Chapter 8 Building the workflow around functions

8.1 Writing functions

Next let’s get into the meat of our analysis by writing the functions.R script. This is going to be our longest script in the workflow.

As a reminder, this is what our target list currently looks like:

list(
  
  tar_target(name = penguin_data,
             command = ),
  
  tar_file(penguin_file,
  ),
  
  tar_target(cleaned_data,
  ),
  
  tar_target(exploratory_plot,
  ),
  
  tar_target(penguin_model,
  ),
  
  tar_render(markdown_summary,
  )
  
)

We can start out by building out the function that creates the target called penguin_data. Below is the code that was used to download the dataset we used in the function introduction section. This can be repurposed into our target.
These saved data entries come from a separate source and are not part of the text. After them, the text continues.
//! Chunked upload coordination over the blob store.
//!
//! A logical file is stored as one object per chunk, keyed
//! `<file name>.<chunk index>`. The [`UploadRegistry`] tracks which chunks of
//! each file are in flight so that a cancellation can wait for them before it
//! purges the file.

mod cancel;
mod deletion;
mod error;
mod listing;
mod registry;
mod transfer;

use std::sync::Arc;

use anyhow::Result;
use blob_store::BlobStorage;
use bytes::Bytes;
pub use deletion::DeletionGuard;
pub use error::UploadError;
use metrics::upload_stats;
pub use registry::{SessionSnapshot, UploadRegistry};
use serde::{Deserialize, Serialize};
use tracing::info;

const MAX_FILE_NAME_BYTES: usize = 1024;

#[derive(Debug, Clone, Serialize, Deserialize, PartialEq, Eq)]
pub struct UploadConfig {
    #[serde(default = "default_max_chunk_size_bytes")]
    pub max_chunk_size_bytes: usize,
    #[serde(default = "default_max_chunk_index")]
    pub max_chunk_index: u64,
}

impl Default for UploadConfig {
    fn default() -> Self {
        Self {
            max_chunk_size_bytes: default_max_chunk_size_bytes(),
            max_chunk_index: default_max_chunk_index(),
        }
    }
}

fn default_max_chunk_size_bytes() -> usize {
    10 * 1024 * 1024
}

fn default_max_chunk_index() -> u64 {
    100_000
}

/// One chunk as received from a client.
#[derive(Debug, Clone)]
pub struct ChunkUpload {
    pub file_name: String,
    pub chunk_index: u64,
    pub total_chunks: Option<u64>,
    pub data: Bytes,
}

pub fn chunk_key(file_name: &str, chunk_index: u64) -> String {
    format!("{}.{}", file_name, chunk_index)
}

/// Splits a stored key into its file name and chunk index. Keys whose last
/// `.` segment is not an index are not chunks.
pub fn parse_chunk_key(key: &str) -> Option<(&str, u64)> {
    let (file_name, index) = key.rsplit_once('.')?;
    if file_name.is_empty() || index.is_empty() || !index.bytes().all(|b| b.is_ascii_digit()) {
        return None;
    }
    Some((file_name, index.parse().ok()?))
}

pub fn validate_file_name(file_name: &str) -> Result<(), UploadError> {
    if file_name.is_empty() {
        return Err(UploadError::validation("file name is empty"));
    }
    if file_name.len() > MAX_FILE_NAME_BYTES {
        return Err(UploadError::validation(format!(
            "file name is longer than {} bytes",
            MAX_FILE_NAME_BYTES
        )));
    }
    if file_name.contains('/') || file_name.chars().any(char::is_control) {
        return Err(UploadError::validation(
            "file name must not contain '/' or control characters",
        ));
    }
    Ok(())
}

/// Owns the upload state of one container: the session registry, the bulk
/// deletion guard and the blob store they coordinate.
#[derive(Debug)]
pub struct UploadManager {
    blob_storage: Arc<BlobStorage>,
    container: String,
    registry: UploadRegistry,
    deletion_guard: DeletionGuard,
    limits: UploadConfig,
    metrics: Arc<upload_stats::Metrics>,
}

impl UploadManager {
    pub fn new(blob_storage: Arc<BlobStorage>, container: &str, limits: UploadConfig) -> Self {
        Self {
            blob_storage,
            container: container.to_string(),
            registry: UploadRegistry::new(),
            deletion_guard: DeletionGuard::new(),
            limits,
            metrics: Arc::new(upload_stats::Metrics::new()),
        }
    }

    pub fn container(&self) -> &str {
        &self.container
    }

    pub fn limits(&self) -> &UploadConfig {
        &self.limits
    }

    pub fn registry(&self) -> &UploadRegistry {
        &self.registry
    }

    pub fn deletion_guard(&self) -> &DeletionGuard {
        &self.deletion_guard
    }

    /// Creates the container if it does not exist yet.
    pub async fn ensure_container(&self) -> Result<()> {
        ensure_container(&self.blob_storage, &self.container).await
    }
}

async fn ensure_container(blob_storage: &BlobStorage, container: &str) -> Result<()> {
    if !blob_storage.container_exists(container).await? {
        blob_storage.create_container(container).await?;
        info!(container, "container did not exist, created it");
    }
    Ok(())
}
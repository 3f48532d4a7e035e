use std::sync::Arc;

use axum::{
    extract::{DefaultBodyLimit, MatchedPath, Request},
    http::Method,
    routing::{delete, get, post},
    Router,
};
use tower_http::{
    cors::{Any, CorsLayer},
    trace::TraceLayer,
};

use crate::uploads::UploadManager;

mod download;
mod files;
mod upload;

use download::{download_chunk, file_metadata, upload_status};
use files::{delete_all_files, delete_file, list_files_for_delete, list_files_for_download};
use upload::{cancel_upload, upload_chunk};

#[derive(Clone)]
pub struct RouteState {
    pub uploads: Arc<UploadManager>,
}

pub fn create_routes(route_state: RouteState) -> Router {
    let cors = CorsLayer::new()
        .allow_methods([Method::GET, Method::POST, Method::DELETE])
        .allow_origin(Any)
        .allow_headers(Any);
    let body_limit = route_state.uploads.limits().max_chunk_size_bytes;

    Router::new()
        .route("/", get(index))
        .route(
            "/api/upload",
            post(upload_chunk).with_state(route_state.clone()),
        )
        .route(
            "/api/upload",
            get(list_files_for_delete).with_state(route_state.clone()),
        )
        .route(
            "/api/upload/cancel",
            post(cancel_upload).with_state(route_state.clone()),
        )
        .route(
            "/api/upload/delete/{file_name}",
            delete(delete_file).with_state(route_state.clone()),
        )
        .route(
            "/api/upload/deleteAll",
            delete(delete_all_files).with_state(route_state.clone()),
        )
        .route(
            "/api/uploadfiles",
            get(list_files_for_download).with_state(route_state.clone()),
        )
        .route(
            "/api/upload/download/{file_name}/{chunk_index}",
            get(download_chunk).with_state(route_state.clone()),
        )
        .route(
            "/api/upload/metadata/{file_name}",
            get(file_metadata).with_state(route_state.clone()),
        )
        .route(
            "/api/upload/status/{file_name}",
            get(upload_status).with_state(route_state.clone()),
        )
        .layer(
            TraceLayer::new_for_http()
                .make_span_with(|req: &Request| {
                    let method = req.method();
                    let uri = req.uri();

                    let matched_path = req
                        .extensions()
                        .get::<MatchedPath>()
                        .map(|matched_path| matched_path.as_str());

                    tracing::debug_span!("request", %method, %uri, matched_path)
                })
                .on_failure(()),
        )
        .layer(cors)
        .layer(DefaultBodyLimit::max(body_limit))
}

async fn index() -> &'static str {
    "Chunkstore Server"
}
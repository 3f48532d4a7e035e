use std::{env, fmt::Debug, sync::Arc};

use anyhow::{anyhow, Context, Result};
use bytes::{Bytes, BytesMut};
use futures::{future, stream::BoxStream, StreamExt, TryStreamExt};
use metrics::{blob_storage, Timer};
use object_store::{
    aws::{AmazonS3Builder, AmazonS3ConfigKey},
    parse_url,
    parse_url_opts,
    path::Path,
    ObjectStore,
    ObjectStoreScheme,
    PutPayload,
};
use opentelemetry::KeyValue;
use percent_encoding::percent_decode_str;
use serde::{Deserialize, Serialize};
use tokio::sync::mpsc;
use tokio_stream::wrappers::UnboundedReceiverStream;
use tracing::{debug, info};
use url::Url;

const CONTAINERS_DIR: &str = "containers";
const OBJECTS_DIR: &str = "objects";

#[derive(Debug, Clone, Serialize, Deserialize)]
pub struct BlobStorageConfig {
    #[serde(default = "default_blob_store_path")]
    pub path: String,
    #[serde(default = "default_container")]
    pub container: String,
    #[serde(default)]
    pub region: Option<String>,
}

impl BlobStorageConfig {
    pub fn new(path: &str) -> Self {
        BlobStorageConfig {
            path: format!("file://{}", path),
            container: default_container(),
            region: None,
        }
    }
}

impl Default for BlobStorageConfig {
    fn default() -> Self {
        BlobStorageConfig {
            path: default_blob_store_path(),
            container: default_container(),
            region: None,
        }
    }
}

fn default_blob_store_path() -> String {
    format!(
        "file://{}",
        env::current_dir()
            .expect("unable to get current directory")
            .join("chunkstore_storage/blobs")
            .to_str()
            .expect("unable to get path as string")
    )
}

fn default_container() -> String {
    "uploads".to_string()
}

#[derive(Debug, Clone)]
pub struct PutResult {
    pub key: String,
    pub size_bytes: u64,
}

/// A stored object, named relative to its container.
#[derive(Debug, Clone, PartialEq, Eq)]
pub struct ObjectInfo {
    pub name: String,
    pub size: u64,
}

/// Container-addressed blob storage over any [`ObjectStore`].
///
/// A container is a namespace inside the configured store URL. It exists when
/// its marker object `containers/<name>` exists, and its objects live under
/// `objects/<name>/`.
#[derive(Clone)]
pub struct BlobStorage {
    object_store: Arc<dyn ObjectStore>,
    path: Path,
    metrics: Arc<blob_storage::Metrics>,
}

impl Debug for BlobStorage {
    fn fmt(&self, f: &mut std::fmt::Formatter<'_>) -> std::fmt::Result {
        f.debug_struct("BlobStorage")
            .field("object_store", &self.object_store.to_string())
            .field("path", &self.path)
            .finish()
    }
}

impl BlobStorage {
    pub fn new(config: &BlobStorageConfig) -> Result<Self> {
        debug!("using blob store path: {}", config.path);
        let (object_store, path) = Self::build_object_store(&config.path, config.region.clone())?;
        Ok(Self::from_object_store(Arc::from(object_store), path))
    }

    pub fn from_object_store(object_store: Arc<dyn ObjectStore>, path: Path) -> Self {
        Self {
            object_store,
            path,
            metrics: Arc::new(blob_storage::Metrics::new()),
        }
    }

    pub fn build_object_store(
        url_str: &str,
        region: Option<String>,
    ) -> Result<(Box<dyn ObjectStore>, Path)> {
        let url = &url_str
            .parse::<Url>()
            .with_context(|| format!("invalid blob store url: {}", url_str))?;
        let (scheme, _) = ObjectStoreScheme::parse(url)?;
        match scheme {
            ObjectStoreScheme::AmazonS3 => {
                // inject AWS environment variables to prioritize keys over instance metadata
                // credentials.
                let opts: Vec<(AmazonS3ConfigKey, String)> = env::vars_os()
                    .filter_map(|(os_key, os_value)| {
                        if let (Some(key), Some(value)) = (os_key.to_str(), os_value.to_str()) {
                            if key.starts_with("AWS_") {
                                if let Ok(config_key) = key.to_ascii_lowercase().parse() {
                                    return Some((config_key, String::from(value)));
                                }
                            }
                        }
                        None
                    })
                    .collect();

                let mut s3_builder = AmazonS3Builder::new().with_url(url_str);
                for (key, value) in opts.iter() {
                    s3_builder = s3_builder.with_config(*key, value.clone());
                }
                if let Some(region) = region {
                    s3_builder = s3_builder.with_region(region);
                }
                // For supporting localstack/minio for testing
                if let Ok(val) = env::var("AWS_ENDPOINT_URL") {
                    if val.starts_with("http://") {
                        s3_builder = s3_builder.with_allow_http(true);
                    }
                    s3_builder = s3_builder.with_endpoint(val);
                }
                let s3 = s3_builder
                    .build()
                    .context("failed to create s3 object store")?;
                let (_, path) = parse_url_opts(url, opts)?;
                info!("using s3 blob store at {}", url_str);
                Ok((Box::new(s3), path))
            }
            ObjectStoreScheme::Local => {
                let dir = url
                    .to_file_path()
                    .map_err(|_| anyhow!("invalid local blob store path: {}", url_str))?;
                std::fs::create_dir_all(&dir).with_context(|| {
                    format!("unable to create blob store directory {}", dir.display())
                })?;
                Ok(parse_url(url)?)
            }
            _ => Ok(parse_url(url)?),
        }
    }

    pub fn get_object_store(&self) -> Arc<dyn ObjectStore> {
        self.object_store.clone()
    }

    fn marker_path(&self, container: &str) -> Path {
        self.path.child(CONTAINERS_DIR).child(container)
    }

    fn container_path(&self, container: &str) -> Path {
        self.path.child(OBJECTS_DIR).child(container)
    }

    fn object_path(&self, container: &str, key: &str) -> Path {
        key.split('/')
            .filter(|part| !part.is_empty())
            .fold(self.container_path(container), |path, part| path.child(part))
    }

    pub async fn container_exists(&self, container: &str) -> Result<bool> {
        let labels = &[KeyValue::new("op", "head")];
        let _timer = Timer::start_with_labels(&self.metrics.operations, labels);
        match self.object_store.head(&self.marker_path(container)).await {
            Ok(_) => Ok(true),
            Err(object_store::Error::NotFound { .. }) => Ok(false),
            Err(e) => Err(anyhow!("can't check container {:?}: {:?}", container, e)),
        }
    }

    pub async fn create_container(&self, container: &str) -> Result<()> {
        let labels = &[KeyValue::new("op", "put")];
        let _timer = Timer::start_with_labels(&self.metrics.operations, labels);
        self.object_store
            .put(&self.marker_path(container), PutPayload::default())
            .await
            .map_err(|e| anyhow!("can't create container {:?}: {:?}", container, e))?;
        info!(container, "created container");
        Ok(())
    }

    /// Removes the container marker. Objects still stored under the container
    /// are left untouched; callers delete them first.
    pub async fn delete_container(&self, container: &str) -> Result<()> {
        let labels = &[KeyValue::new("op", "delete")];
        let _timer = Timer::start_with_labels(&self.metrics.operations, labels);
        match self.object_store.delete(&self.marker_path(container)).await {
            Ok(()) | Err(object_store::Error::NotFound { .. }) => {
                info!(container, "deleted container");
                Ok(())
            }
            Err(e) => Err(anyhow!("can't delete container {:?}: {:?}", container, e)),
        }
    }

    /// Stores `data` under `key`, replacing any existing object.
    pub async fn put(&self, container: &str, key: &str, data: Bytes) -> Result<PutResult> {
        let labels = &[KeyValue::new("op", "put")];
        let _timer = Timer::start_with_labels(&self.metrics.operations, labels);
        let size_bytes = data.len() as u64;
        self.object_store
            .put(&self.object_path(container, key), PutPayload::from(data))
            .await
            .map_err(|e| anyhow!("can't put object {:?}: {:?}", key, e))?;
        Ok(PutResult {
            key: key.to_string(),
            size_bytes,
        })
    }

    pub async fn get(
        &self,
        container: &str,
        key: &str,
    ) -> Result<BoxStream<'static, Result<Bytes>>> {
        let labels = &[KeyValue::new("op", "get")];
        let _timer = Timer::start_with_labels(&self.metrics.operations, labels);
        let (tx, rx) = mpsc::unbounded_channel();
        let get_result = self
            .object_store
            .get(&self.object_path(container, key))
            .await
            .map_err(|e| match e {
                object_store::Error::NotFound { .. } => {
                    anyhow!(ObjectNotFound(key.to_string()))
                }
                e => anyhow!("can't get object {:?}: {:?}", key, e),
            })?;
        let key = key.to_string();
        tokio::spawn(async move {
            let mut stream = get_result.into_stream();
            while let Some(chunk) = stream.next().await {
                let _ = tx.send(
                    chunk.map_err(|e| anyhow!("error reading object {:?}: {:?}", key.clone(), e)),
                );
            }
        });
        Ok(Box::pin(UnboundedReceiverStream::new(rx)))
    }

    pub async fn read_bytes(&self, container: &str, key: &str) -> Result<Bytes> {
        let mut reader = self.get(container, key).await?;
        let mut bytes = BytesMut::new();
        while let Some(chunk) = reader.next().await {
            bytes.extend_from_slice(&chunk?);
        }
        Ok(bytes.into())
    }

    /// Lists the objects of `container` whose key starts with `prefix`.
    ///
    /// The returned stream is lazy and can only be consumed once. With
    /// `recursive` unset, keys nested below a `/` are skipped.
    pub fn list(
        &self,
        container: &str,
        prefix: &str,
        recursive: bool,
    ) -> BoxStream<'static, Result<ObjectInfo>> {
        let root = self.container_path(container);
        let prefix = prefix.to_string();
        let container = container.to_string();
        self.object_store
            .list(Some(&root))
            .map_err(move |e| anyhow!("can't list container {:?}: {:?}", container, e))
            .try_filter_map(move |meta| {
                let object = relative_key(&root, &meta.location)
                    .filter(|name| name.starts_with(&prefix))
                    .filter(|name| recursive || !name.contains('/'))
                    .map(|name| ObjectInfo {
                        name,
                        size: meta.size as u64,
                    });
                future::ready(Ok(object))
            })
            .boxed()
    }

    /// Deletes `key`. Deleting a missing object succeeds.
    pub async fn delete(&self, container: &str, key: &str) -> Result<()> {
        let labels = &[KeyValue::new("op", "delete")];
        let _timer = Timer::start_with_labels(&self.metrics.operations, labels);
        match self
            .object_store
            .delete(&self.object_path(container, key))
            .await
        {
            Ok(()) | Err(object_store::Error::NotFound { .. }) => Ok(()),
            Err(e) => Err(anyhow!("can't delete object {:?}: {:?}", key, e)),
        }
    }
}

/// Returned (wrapped in [`anyhow::Error`]) by [`BlobStorage::get`] for a
/// missing key.
#[derive(Debug)]
pub struct ObjectNotFound(pub String);

impl std::fmt::Display for ObjectNotFound {
    fn fmt(&self, f: &mut std::fmt::Formatter<'_>) -> std::fmt::Result {
        write!(f, "object not found: {}", self.0)
    }
}

impl std::error::Error for ObjectNotFound {}

pub fn is_not_found(err: &anyhow::Error) -> bool {
    err.downcast_ref::<ObjectNotFound>().is_some()
}

// Path parts come back percent-encoded; keys are handed out decoded so they
// round-trip through `object_path`.
fn relative_key(root: &Path, location: &Path) -> Option<String> {
    let parts: Vec<String> = location
        .prefix_match(root)?
        .map(|part| percent_decode_str(part.as_ref()).decode_utf8_lossy().into_owned())
        .collect();
    if parts.is_empty() {
        return None;
    }
    Some(parts.join("/"))
}
use tracing::info;

use super::{validate_file_name, UploadError, UploadManager};

impl UploadManager {
    /// Cancels the upload of `file_name` and purges its stored chunks.
    ///
    /// New chunks are rejected as soon as this is called. Chunk writes that
    /// were already accepted are allowed to finish before anything is deleted.
    /// On a failed purge the session stays canceled and the call can simply be
    /// repeated. Returns the number of deleted chunks.
    #[tracing::instrument(skip(self))]
    pub async fn cancel_upload(&self, file_name: &str) -> Result<usize, UploadError> {
        validate_file_name(file_name)?;

        let session = self.registry.mark_canceled(file_name);
        let in_flight = session.pending_count();
        if in_flight > 0 {
            info!(in_flight, "waiting for in-flight chunks before purging");
        }
        session.wait_drained().await;

        let deleted = self.delete_chunks(file_name).await?;
        self.registry.remove(&session);
        self.metrics.uploads_canceled.add(1, &[]);
        info!(deleted, "upload canceled");
        Ok(deleted)
    }
}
# Instructions adapted from code written by Julien Brun and posted on the
# palmerpenguins package site:
# https://allisonhorst.github.io/palmerpenguins/articles/download.html

library(tidyverse)
library(janitor)

# Download and compile datasets into a single data frame
penguin_data <- map_dfr(.x = 
                          c(
                            # Adelie penguin data
                            "https://portal.edirepository.org/nis/dataviewer?packageid=knb-lter-pal.219.3&entityid=002f3893385f710df69eeebe893144ff",
                            # Gentoo penguin data
                            "https://portal.edirepository.org/nis/dataviewer?packageid=knb-lter-pal.220.3&entityid=e03b43c924f226486f2f0ab6709d2381",
                            # Chinstrap penguin data
                            "https://portal.edirepository.org/nis/dataviewer?packageid=knb-lter-pal.221.2&entityid=fe853aa8f7a59aa84cdd3197619ef462"
                          ),
                        .f = read_csv)

# Export data frame as .csv after cleaning up column names for easier use
write_csv(x = clean_names(penguin_data),
          file = "example_project/data/penguin_data.csv")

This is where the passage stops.